Intervention de Marie-Noëlle Lienemann

Réunion du 20 avril 2013 à 21h30
Sécurisation de l'emploi — Vote unique sur les articles 5 à 20 et l'ensemble du texte

Photo de Marie-Noëlle LienemannMarie-Noëlle Lienemann :

Je voterai contre cet accord, parce que je le trouve déséquilibré. Le débat parlementaire n’a pas modifié la donne, mon avis n’a donc pas changé.

Je l’ai rappelé : à l’Assemblée nationale, 41 parlementaires socialistes n’ont pas approuvé cet accord, 6 ont voté contre et 31 ou 32 – il y a eu une contestation d’une voix – se sont abstenus.

Des avancées intéressantes étaient prévues. Elles auraient mérité d’être consolidées, mais le débat parlementaire ne l’a pas permis.

L’élargissement des assurances complémentaires est très peu financé par le patronat, par les entreprises. Les droits rechargeables à l’assurance chômage sont soumis aux aléas financiers du futur accord UNEDIC. La taxation des CDD est très limitée dans sa portée et très faible dans son ampleur, de sorte que l’on peut craindre que son efficacité ne soit assez limitée.

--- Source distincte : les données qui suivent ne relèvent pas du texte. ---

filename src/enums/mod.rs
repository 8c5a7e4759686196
pub mod consolidation_function;
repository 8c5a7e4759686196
pub mod env_config;
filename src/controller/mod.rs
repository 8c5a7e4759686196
pub mod main_controller;
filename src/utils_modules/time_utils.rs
use crate::common::*;

use crate::model::chart::time_window::*;

#[doc = "duration 이전 시각을 반환해주는 함수"]
pub fn calc_time_window(dt: DateTime<Utc>, duration_secs: i64) -> DateTime<Utc> {
    dt - chrono::Duration::seconds(duration_secs)
}

#[doc = r#"
    `now` 를 끝으로 하는 `lookback` 길이의 조회 구간을 epoch 초 단위로 계산한다.

    끝 시각을 먼저 초 단위로 자른 뒤 시작 시각을 빼기 때문에
    `end - start` 는 항상 `lookback` 의 초 값과 정확히 같다.
    `lookback` 은 설정 검증 단계에서 양수임이 보장된다.
"#]
pub fn compute_window(now: DateTime<Utc>, lookback: chrono::Duration) -> TimeWindow {
    let end: DateTime<Utc> = Utc
        .timestamp_opt(now.timestamp(), 0)
        .single()
        .unwrap_or(now);
    let start: DateTime<Utc> = calc_time_window(end, lookback.num_seconds());

    TimeWindow::new(start.timestamp(), end.timestamp())
}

La présence de représentants des salariés dans les conseils d’administration est un vrai progrès, mais les seuils retenus sont bien inférieurs à ceux qui avaient été préconisés dans le rapport Gallois. J’espère d’ailleurs que cela ne conclut pas le sujet. Il ne faudrait pas que cela fasse jurisprudence et que l’on dise que, puisque l’ANI a fixé le nombre de salariés dans les conseils d’administration, il revient à la négociation sociale d’en définir le cadre. En effet, sur ce point particulier, plus encore que sur d’autres, s’agissant du pouvoir reconnu aux parties dans l’entreprise, à savoir le pouvoir des salariés, je ne pense pas que l’accord du MEDEF, ou d’autres, d’ailleurs, soit un élément déterminant. Il s’agit d’un équilibre des pouvoirs démocratiques, et cela devrait être de la loi « pur sucre ».

Mais cette insuffisance ne justifierait pas un vote contre si en face je n’avais pas le sentiment qu’il y a pour le moins des reculs ou, afin de ne pas blesser les signataires de l’accord, au moins des menaces.

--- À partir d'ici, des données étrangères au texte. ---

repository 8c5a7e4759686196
use crate::common::*;

#[doc = "실행마다 한 번 계산되는 절대 구간 `[start, end]` (epoch 초)"]
#[derive(Debug, Clone, Copy, PartialEq, Eq, CopyGetters, new)]
#[getset(get_copy = "pub")]
pub struct TimeWindow {
    start: i64,
    end: i64,
}

impl TimeWindow {
    pub fn duration_secs(&self) -> i64 {
        self.end - self.start
    }
}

D’abord, les accords de maintien dans l’emploi. Même les journaux économiques les plus bienveillants envers les signataires de l’accord ou même à l’égard de la gauche considèrent que ces accords ne sont pas très différents des fameux accords « compétitivité » présentés par le candidat Nicolas Sarkozy. Ils constituent en tout cas une brèche inquiétante.

En effet, ils remettent en cause la supériorité du contrat sur les accords collectifs et portent donc atteinte aux libertés contractuelles. Et dès lors que n’a pas été retenu le principe selon lequel, quand dix salariés refusent l’accord, ils bénéficient d’un plan social d’entreprise, pour eux, ce sera un recul.

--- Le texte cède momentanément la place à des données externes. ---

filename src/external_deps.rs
pub use chrono::{DateTime, TimeZone, Utc};
pub use flexi_logger::{
    Age, Cleanup, Criterion, DeferredNow, Duplicate, FileSpec, Logger, LoggerHandle, Naming,
    Record,
};
pub use once_cell::sync::Lazy as once_lazy;
pub use rand::{Rng, SeedableRng, rngs::StdRng};
pub use reqwest::{Client, Url, header::CONTENT_TYPE};
pub use thiserror::Error;
pub use tokio::process::Command;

Ensuite, l’effort demandé aux actionnaires et aux dirigeants est très hypothétique et très flou, alors que les efforts demandés aux salariés sont sonnants et trébuchants.

Enfin, les conditions des licenciements économiques sont, selon moi, pour le moins assouplies. Je ne reprendrai pas un débat technique, qui a d’ailleurs eu lieu à l’Assemblée nationale, sur, de fait, l’affaiblissement du recours au juge.

Mais, surtout, – et là il ne s’agit pas uniquement d’une affaire sociale, il s’agit bien de la défense de notre capacité productive, de la défense de l’industrie dans notre pays – ne pas mettre en œuvre un système qui permet de limiter les licenciements économiques abusifs par la voie judiciaire est une fragilité majeure. En effet, nous l’avons bien vu, les licenciements économiques non fondés ou fondés sur un seul impératif boursier sont, dans bien des cas, la cause de la désindustrialisation de certains pans de notre économie.

Or nous n’avons pas aujourd’hui les outils permettant de limiter les abus. Nous avions, en tout cas les socialistes, les écologistes et le groupe CRC, voté avant l’élection présidentielle un projet de loi qui prévoyait justement la reconnaissance du motif économique mieux défini, le recours au juge, avec un référé auprès de celui-ci. Il s’agissait de permettre de vérifier que ce motif est bien fondé économiquement et ainsi de pouvoir mettre un terme à cette horrible spirale qui fait qu’une fois la procédure de licenciements engagée, l’usine ferme même lorsque les salariés ont gain de cause judiciairement.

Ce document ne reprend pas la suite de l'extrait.